What “100% LTC” Really Means (And Why It Changes the Game for Fix & Flip Investors)

Understanding 100% LTC financing is critical for real estate investors looking to scale fix and flip projects without tying up capital. Short for “loan-to-cost,” this financing structure is designed to cover both acquisition and renovation expenses, but not all programs are created equal. In this guide, we break down what 100% LTC really means, how ARV impacts loan structure, and how investors can use it to grow more efficiently.

The Truth Behind “100% LTC Financing”

Most investors hear “100% LTC financing” and immediately have questions. Some assume it’s too good to be true. Others assume there’s a catch hiding somewhere in the structure.

And to be fair, in many cases, they’re right.

A lot of programs in the market are labeled “100% LTC financing,” but still require investors to bring cash into the deal in ways that aren’t always obvious upfront. That disconnect is where confusion and frustration usually start.

At Dominion Financial, we’ve structured our program differently. When we say 100% LTC, we mean it.

What a True 100% LTC Program Covers

A true 100% LTC program covers the full cost of the project. That includes both the acquisition of the property and the renovation budget required to complete it.

With Dominion Financial’s program, there is no gap to fill and no requirement to fund part of the deal out of pocket. The project is fully financed based on the strength of the deal itself.

This means investors can move forward without needing to allocate capital to each individual project.

However, that does not mean every deal qualifies.

The Role of the 70% ARV Cap

Most deals are capped at 70% of the after-repair value. This is where discipline comes in.

The deal has to make sense. There needs to be enough margin between the total cost and the projected value to support the project. That margin creates a built-in buffer and protects both the investor and the lender.

This is a core part of how Dominion Financial underwrites deals. It ensures that 100% financing is paired with sound fundamentals, not stretched assumptions.

Why Most “100%” Programs Aren’t Actually 100%

Where many investors get tripped up is assuming all “100%” programs operate this way.

In reality, a lot of them still require capital through partial down payments, delayed reimbursements, or gaps in the rehab budget. On paper, it looks fully financed. In practice, it is not.

Dominion Financial’s approach is designed to eliminate that friction. When a deal qualifies, the acquisition and rehab are fully funded within the ARV constraint.

There is clarity going in and consistency throughout the project.

How This Changes the Way You Invest

When you are not required to bring capital into each deal, your entire approach shifts.

Instead of constantly managing liquidity, you can focus on identifying strong opportunities and executing them efficiently. You are no longer limited by how much cash you can deploy at one time.

For newer investors, this lowers the barrier to getting started. For experienced operators, it creates the ability to scale without constantly recycling capital.
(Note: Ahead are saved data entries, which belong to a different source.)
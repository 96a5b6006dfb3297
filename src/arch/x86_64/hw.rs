// SPDX-License-Identifier: JOSSL-1.0
// Copyright (C) 2025 The Jotunheim Project
//! Bare-metal [`Platform`](crate::platform::Platform): real instructions,
//! the HHDM for firmware tables and the uncached MMIO window for device
//! registers.

use core::arch::x86_64::__cpuid_count;
use core::ptr::NonNull;

use spin::Mutex;
use volatile::VolatilePtr;
use x86_64::instructions::interrupts;
use x86_64::instructions::port::Port;
use x86_64::registers::model_specific::Msr;

use crate::arch::x86_64::mmio_map::MmioWindow;
use crate::arch::x86_64::tsc::{self, ClockScale};
use crate::irq::IrqController;
use crate::platform::{
    ClockSource, CpuOps, CpuidRegs, IntrHandler, IsrContext, KernelServices, MapFlags, Mmio,
    PciAddress, PciConfig, PhysMapper, Timing, Width,
};

const PCI_CONFIG_ADDRESS: u16 = 0xCF8;
const PCI_CONFIG_DATA: u16 = 0xCFC;

const PIT_HZ: u128 = 1_193_182;
const PIT_CH2_DATA: u16 = 0x42;
const PIT_COMMAND: u16 = 0x43;
const PIT_GATE: u16 = 0x61;
/// Channel 2, lobyte/hibyte, mode 0, binary.
const PIT_CH2_ONESHOT: u32 = 0b1011_0000;
const PIT_GATE_ON: u32 = 1 << 0;
const PIT_SPEAKER: u32 = 1 << 1;
const PIT_OUT2: u32 = 1 << 5;

pub struct HwPlatform<S: KernelServices> {
    hhdm: u64,
    window: Mutex<MmioWindow>,
    tsc: Mutex<Option<ClockScale>>,
    services: S,
}

impl<S: KernelServices> HwPlatform<S> {
    pub fn new(hhdm: u64, window: MmioWindow, services: S) -> Self {
        let hw = Self { hhdm, window: Mutex::new(window), tsc: Mutex::new(None), services };
        // an advertised TSC rate is good enough until calibration runs
        if let Some(hz) = tsc::tsc_hz_from_cpuid(&hw) {
            *hw.tsc.lock() = ClockScale::from_mhz(hz / 1_000_000);
        }
        hw
    }

    pub fn services(&self) -> &S {
        &self.services
    }

    fn tsc_wait(&self, scale: ClockScale, ns: u64) -> u64 {
        let start = self.rdtsc();
        loop {
            let elapsed = scale.cycles_to_ns(self.rdtsc().wrapping_sub(start));
            if elapsed >= ns {
                return elapsed;
            }
            core::hint::spin_loop();
        }
    }

    /// PIT channel 2 one-shot, in chunks of at most 65535 ticks.
    fn pit_wait(&self, ns: u64) -> u64 {
        let mut waited = 0u64;
        while waited < ns {
            let left = (ns - waited) as u128;
            let ticks = (left * PIT_HZ / 1_000_000_000).clamp(1, 0xFFFF) as u32;
            let gate = self.port_read(PIT_GATE, Width::W8) & !(PIT_SPEAKER | PIT_GATE_ON);
            self.port_write(PIT_GATE, Width::W8, gate);
            self.port_write(PIT_COMMAND, Width::W8, PIT_CH2_ONESHOT);
            self.port_write(PIT_CH2_DATA, Width::W8, ticks & 0xFF);
            self.port_write(PIT_CH2_DATA, Width::W8, ticks >> 8);
            // rising gate starts the count
            self.port_write(PIT_GATE, Width::W8, gate | PIT_GATE_ON);
            while self.port_read(PIT_GATE, Width::W8) & PIT_OUT2 == 0 {
                core::hint::spin_loop();
            }
            waited += (ticks as u128 * 1_000_000_000 / PIT_HZ).max(1) as u64;
        }
        waited
    }
}

impl<S: KernelServices> PhysMapper for HwPlatform<S> {
    fn map_phys(&self, phys: u64, len: usize, flags: MapFlags) -> Option<NonNull<u8>> {
        if flags.contains(MapFlags::NO_CACHE) {
            return self.window.lock().map(phys, len, flags);
        }
        NonNull::new(self.hhdm.checked_add(phys)? as *mut u8)
    }

    fn unmap_phys(&self, virt: NonNull<u8>, len: usize) {
        let mut window = self.window.lock();
        if window.contains(virt.as_ptr() as u64) {
            window.unmap(virt, len);
        }
    }
}

impl<S: KernelServices> Mmio for HwPlatform<S> {
    unsafe fn mmio_read(&self, addr: NonNull<u8>, width: Width) -> u64 {
        // SAFETY: the caller guarantees a live, aligned device mapping.
        unsafe {
            match width {
                Width::W8 => VolatilePtr::new(addr).read() as u64,
                Width::W16 => VolatilePtr::new(addr.cast::<u16>()).read() as u64,
                Width::W32 => VolatilePtr::new(addr.cast::<u32>()).read() as u64,
                Width::W64 => VolatilePtr::new(addr.cast::<u64>()).read(),
            }
        }
    }

    unsafe fn mmio_write(&self, addr: NonNull<u8>, width: Width, val: u64) {
        // SAFETY: as above.
        unsafe {
            match width {
                Width::W8 => VolatilePtr::new(addr).write(val as u8),
                Width::W16 => VolatilePtr::new(addr.cast::<u16>()).write(val as u16),
                Width::W32 => VolatilePtr::new(addr.cast::<u32>()).write(val as u32),
                Width::W64 => VolatilePtr::new(addr.cast::<u64>()).write(val),
            }
        }
    }
}

impl<S: KernelServices> CpuOps for HwPlatform<S> {
    fn cpuid(&self, leaf: u32, subleaf: u32) -> CpuidRegs {
        // SAFETY: CPUID exists on every x86_64 CPU. Newer toolchains treat
        // the intrinsic as safe.
        #[allow(unused_unsafe)]
        let r = unsafe { __cpuid_count(leaf, subleaf) };
        CpuidRegs { eax: r.eax, ebx: r.ebx, ecx: r.ecx, edx: r.edx }
    }

    fn read_msr(&self, msr: u32) -> u64 {
        unsafe { Msr::new(msr).read() }
    }

    fn write_msr(&self, msr: u32, val: u64) {
        let mut reg = Msr::new(msr);
        unsafe { reg.write(val) }
    }

    fn rdtsc(&self) -> u64 {
        tsc::rdtsc()
    }

    fn pause(&self) {
        core::hint::spin_loop();
    }

    fn port_read(&self, port: u16, width: Width) -> u32 {
        unsafe {
            match width {
                Width::W8 => Port::<u8>::new(port).read() as u32,
                Width::W16 => Port::<u16>::new(port).read() as u32,
                Width::W32 | Width::W64 => Port::<u32>::new(port).read(),
            }
        }
    }

    fn port_write(&self, port: u16, width: Width, val: u32) {
        unsafe {
            match width {
                Width::W8 => Port::<u8>::new(port).write(val as u8),
                Width::W16 => Port::<u16>::new(port).write(val as u16),
                Width::W32 | Width::W64 => Port::<u32>::new(port).write(val),
            }
        }
    }

    fn irq_save(&self) -> bool {
        let was = interrupts::are_enabled();
        interrupts::disable();
        was
    }

    fn irq_restore(&self, was_enabled: bool) {
        if was_enabled {
            interrupts::enable();
        }
    }
}

impl<S: KernelServices> Timing for HwPlatform<S> {
    fn nsleep(&self, ns: u64) -> u64 {
        let scale = *self.tsc.lock();
        match scale {
            Some(scale) => self.tsc_wait(scale, ns),
            None => self.pit_wait(ns),
        }
    }
}

impl<S: KernelServices> PciConfig for HwPlatform<S> {
    /// Configuration mechanism #1; segment 0 only.
    fn pci_config_read(&self, addr: PciAddress, offset: u16, width: Width) -> u64 {
        if addr.segment != 0 || offset > 0xFF {
            log::warn!(target: "pci", "{:?}+{:#x} not reachable through port I/O", addr, offset);
            return 0;
        }
        let sel = 1u32 << 31
            | (addr.bus as u32) << 16
            | (addr.device as u32 & 0x1F) << 11
            | (addr.function as u32 & 0x7) << 8
            | (offset as u32 & 0xFC);
        let was = self.irq_save();
        self.port_write(PCI_CONFIG_ADDRESS, Width::W32, sel);
        let val = match width {
            Width::W64 => {
                let lo = self.port_read(PCI_CONFIG_DATA, Width::W32) as u64;
                self.port_write(PCI_CONFIG_ADDRESS, Width::W32, sel + 4);
                lo | (self.port_read(PCI_CONFIG_DATA, Width::W32) as u64) << 32
            }
            w => self.port_read(PCI_CONFIG_DATA + (offset & 3), w) as u64,
        };
        self.irq_restore(was);
        val
    }
}

impl<S: KernelServices> KernelServices for HwPlatform<S> {
    fn hook_intr(&self, intr: u8, handler: IntrHandler) {
        self.services.hook_intr(intr, handler)
    }

    fn unhook_intr(&self, intr: u8, handler: IntrHandler) {
        self.services.unhook_intr(intr, handler)
    }

    fn invoke_irq(&self, intr: u8, irq: u8, ctx: *mut IsrContext) -> *mut IsrContext {
        self.services.invoke_irq(intr, irq, ctx)
    }

    fn schedule_if_idle(&self, ctx: *mut IsrContext) -> *mut IsrContext {
        self.services.schedule_if_idle(ctx)
    }

    fn register_irq_controller(&self, controller: &'static dyn IrqController) {
        self.services.register_irq_controller(controller)
    }

    fn init_tss(&self, cpu_count: usize) {
        self.services.init_tss(cpu_count)
    }

    fn cpus_started(&self) -> u32 {
        self.services.cpus_started()
    }

    fn smp_online(&self) {
        self.services.smp_online()
    }

    fn install_clock(&self, source: ClockSource) {
        if let ClockSource::Tsc(scale) = source {
            // calibrated rate replaces the advertised one
            *self.tsc.lock() = Some(scale);
        }
        self.services.install_clock(source)
    }
}
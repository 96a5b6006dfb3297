// SPDX-License-Identifier: JOSSL-1.0
// Copyright (C) 2025 The Jotunheim Project
//! MultiProcessor Specification 1.4 structures.

use core::mem::size_of;

use crate::acpi::tables::Plain;

pub const FPS_SIG: &[u8; 4] = b"_MP_";
pub const CONFIG_SIG: &[u8; 4] = b"PCMP";

pub const ENTRY_CPU: u8 = 0;
pub const ENTRY_BUS: u8 = 1;
pub const ENTRY_IOAPIC: u8 = 2;
pub const ENTRY_IOINTR: u8 = 3;
pub const ENTRY_LINTR: u8 = 4;
pub const ENTRY_ADDR_MAP: u8 = 128;
pub const ENTRY_BUS_HIERARCHY: u8 = 129;
pub const ENTRY_BUS_COMPAT: u8 = 130;

pub const CPU_ENABLED: u8 = 1 << 0;
pub const CPU_BSP: u8 = 1 << 1;
pub const IOAPIC_ENABLED: u8 = 1 << 0;

pub const BUS_PCI: &[u8; 6] = b"PCI   ";
pub const BUS_ISA: &[u8; 6] = b"ISA   ";

/// Floating pointer structure, found by scanning low memory.
#[repr(C, packed)]
#[derive(Debug, Clone, Copy)]
pub struct FloatingPointer {
    pub sig: [u8; 4],
    pub config_addr: u32,
    pub length: u8,
    pub spec_rev: u8,
    pub checksum: u8,
    pub features: [u8; 5],
}

#[repr(C, packed)]
#[derive(Debug, Clone, Copy)]
pub struct ConfigHeader {
    pub sig: [u8; 4],
    pub base_len: u16,
    pub spec_rev: u8,
    pub checksum: u8,
    pub oem_id: [u8; 8],
    pub product_id: [u8; 12],
    pub oem_table_addr: u32,
    pub oem_table_len: u16,
    pub entry_count: u16,
    pub lapic_addr: u32,
    pub ext_len: u16,
    pub ext_checksum: u8,
    pub _reserved: u8,
}

#[repr(C, packed)]
#[derive(Debug, Clone, Copy)]
pub struct CpuEntry {
    pub typ: u8,
    pub apic_id: u8,
    pub apic_ver: u8,
    pub flags: u8,
    pub signature: u32,
    pub features: u32,
    pub _reserved: [u32; 2],
}

#[repr(C, packed)]
#[derive(Debug, Clone, Copy)]
pub struct BusEntry {
    pub typ: u8,
    pub bus_id: u8,
    pub name: [u8; 6],
}

#[repr(C, packed)]
#[derive(Debug, Clone, Copy)]
pub struct IoApicEntry {
    pub typ: u8,
    pub id: u8,
    pub ver: u8,
    pub flags: u8,
    pub addr: u32,
}

/// I/O and local interrupt assignments share one layout.
#[repr(C, packed)]
#[derive(Debug, Clone, Copy)]
pub struct IntrEntry {
    pub typ: u8,
    pub intr_type: u8,
    pub flags: u16,
    pub src_bus: u8,
    pub src_irq: u8,
    pub dest_id: u8,
    pub dest_pin: u8,
}

/// Common prefix of the self-sized extended entries.
#[repr(C, packed)]
#[derive(Debug, Clone, Copy)]
pub struct ExtEntryHeader {
    pub typ: u8,
    pub len: u8,
    pub bus_id: u8,
}

unsafe impl Plain for FloatingPointer {}
unsafe impl Plain for ConfigHeader {}
unsafe impl Plain for CpuEntry {}
unsafe impl Plain for BusEntry {}
unsafe impl Plain for IoApicEntry {}
unsafe impl Plain for IntrEntry {}
unsafe impl Plain for ExtEntryHeader {}

const _: () = assert!(size_of::<FloatingPointer>() == 16);
const _: () = assert!(size_of::<ConfigHeader>() == 44);
const _: () = assert!(size_of::<CpuEntry>() == 20);
const _: () = assert!(size_of::<BusEntry>() == 8);
const _: () = assert!(size_of::<IoApicEntry>() == 8);
const _: () = assert!(size_of::<IntrEntry>() == 8);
This is where Dominion Financial’s program becomes more than just a loan product. It becomes a tool that supports growth.

A Tool for Growth, Not a Shortcut

It is important to be clear about one thing: 100% LTC does not replace discipline. It does not fix bad deals, unrealistic budgets, or poor execution.

Dominion Financial’s underwriting is built around this reality. Deals still need to meet clear thresholds, and investors still need to execute at a high level.

The investors who benefit the most from this structure are the ones who already understand their numbers and operate with consistency.

Built for Investors Who Want to Scale

At its core, a true 100% LTC program is about efficiency.

It allows investors to preserve capital, move faster, and take on more opportunities without being constrained by cash on hand.

That is the role Dominion Financial aims to play. Not just providing capital, but helping investors build a more scalable and repeatable business.

Want to See If Your Deal Qualifies?

If you are evaluating a fix-and-flip deal and want to understand how it fits within Dominion Financial’s 100% LTC program, we can walk through the numbers with you.

Reach out to our team to get a clear picture of what is possible and how to structure your next deal.

INVESTOR TAKEAWAYS

100% LTC (Loan-to-Cost) financing means a lender covers the full cost of a real estate investment project, including both the purchase price and renovation budget.

In a true 100% LTC program, investors are not required to bring capital toward the purchase or rehab. However, not all lenders structure their programs this way, so it’s important to understand the details.

LTC (Loan-to-Cost) is based on the total project cost, while LTV (Loan-to-Value) is based on the current or future value of the property. Most fix and flip lenders use both metrics when evaluating deals.

ARV (After Repair Value) is the projected value of a property after renovations. Lenders use ARV to determine risk and often cap loans at a percentage to ensure the deal has enough margin.